The consequence of the foregoing is that there is no valid international law basis for the existence of the occupation. In consequence, the occupation is an unlawful use of force, an aggression, and a violation of the right to self-determination of the Palestinian people, on the part of Israel and, in the case of aggression, also a crime on an individual level for senior Israeli leaders. As a result, the occupation is existentially illegal and must end immediately. Legally, the requirement of termination is not contingent on particular circumstances being present. Specifically, the following factors or conditions cannot be, by themselves, a pretext for delaying termination: willingness/consent by Israel; the adoption of a peace agreement; the adoption of standards within or the giving of undertakings by the Palestinian people; approval by the UN, the Quartet, other states etc. In consequence, every day the occupation continues is a breach of international law.

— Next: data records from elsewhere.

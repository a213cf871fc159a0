/// Unit conversions and time helpers shared by the pipeline
use time::{format_description, OffsetDateTime};

/// Round to one decimal place, halves away from zero
pub fn round10(value: f64) -> f64 {
    (value * 10.0).round() / 10.0
}

/// Convert degrees Fahrenheit to degrees Celsius, one decimal place
pub fn fahrenheit_to_celsius(fahrenheit: f64) -> f64 {
    round10((fahrenheit - 32.0) / 1.8)
}

/// Convert miles per hour to metres per second, one decimal place
pub fn mph_to_ms(mph: f64) -> f64 {
    round10(mph * 0.44704)
}

/// Convert inches to millimetres, one decimal place
pub fn inches_to_mm(inches: f64) -> f64 {
    round10(inches * 25.4)
}

/// Current wall clock time as epoch seconds
pub fn now_epoch() -> i64 {
    OffsetDateTime::now_utc().unix_timestamp()
}

/// Format an epoch timestamp for human-readable logging
///
/// Produces DD.MM.YYYY - HH:MM:SS (UTC). Falls back to the raw number if the
/// timestamp is out of range or formatting fails.
pub fn format_epoch(epoch: i64) -> String {
    let dt = match OffsetDateTime::from_unix_timestamp(epoch) {
        Ok(dt) => dt,
        Err(_) => return epoch.to_string(),
    };
    match format_description::parse("[day].[month].[year] - [hour]:[minute]:[second]") {
        Ok(format) => dt.format(&format).unwrap_or_else(|_| dt.to_string()),
        Err(_) => dt.to_string(),
    }
}
pub mod packet;
pub mod sender;

pub use packet::ObservationPacket;
pub use sender::broadcast_packet;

The existential illegality of the occupation arises out of the simple fact of the occupation as a system of control and domination without a valid legal basis. This is then compounded by the occupation’s prolonged duration, its link to de jure and de facto annexation, and the egregious abuses perpetrated against the Palestinian people. The use of military force to annex territory is also an independent basis for existential illegality: also a violation of the international law on the use of force, and so also an aggression at both a state level and in terms of individual criminal responsibility. (By contrast, the prolonged length of the occupation, and its abusive nature, are not independent bases for existential illegality, but are relevant, as aggravating factors, to the question of existential legality as a matter of the law on the use of force; the abusive nature is also relevant to the separate matter of legality/illegality of conduct). Any purported annexations are also without legal effect, because in international law Israel is not and cannot be sovereign over any part of the West Bank or Gaza, including East Jerusalem, through the assertion of a claim to this effect based on the exercise of effective control enabled through the use of force, and in the absence of consent to such annexation freely given by the Palestinian people.

As to the legality/illegality of the conduct of the occupation, there are multiple, egregious breaches of the relevant areas of applicable international law: the laws of war/law of armed conflict/jus in bello/international humanitarian law including occupation law, international human rights law generally, and, within this, the prohibition of racial discrimination generally and the prohibition of apartheid in particular. These are breaches at the level of the state of Israel, and also, in some cases, individual crimes—war crimes, crimes against humanity, the crime of apartheid and the crime of torture.

The occupation is thus illegal in both its existence and its conduct, and in both cases this gives rise to both state and individual criminal responsibility.

(All the main areas of international law violated—the prohibition on the use of force other than in self-defence/the prohibition of aggression; the right of self-determination; the prohibition of racial discrimination generally and apartheid in particular; a sub-set of the protections in IHL; the prohibition of torture—are norms that have the special non-derogable/jus cogens status mentioned above in connection with the Oslo Accords. Jus cogens is not a separate category of substantive international legal rules but is, rather, a way of characterizing certain rules as being of a special character when it comes to their interaction with other rules of international law.)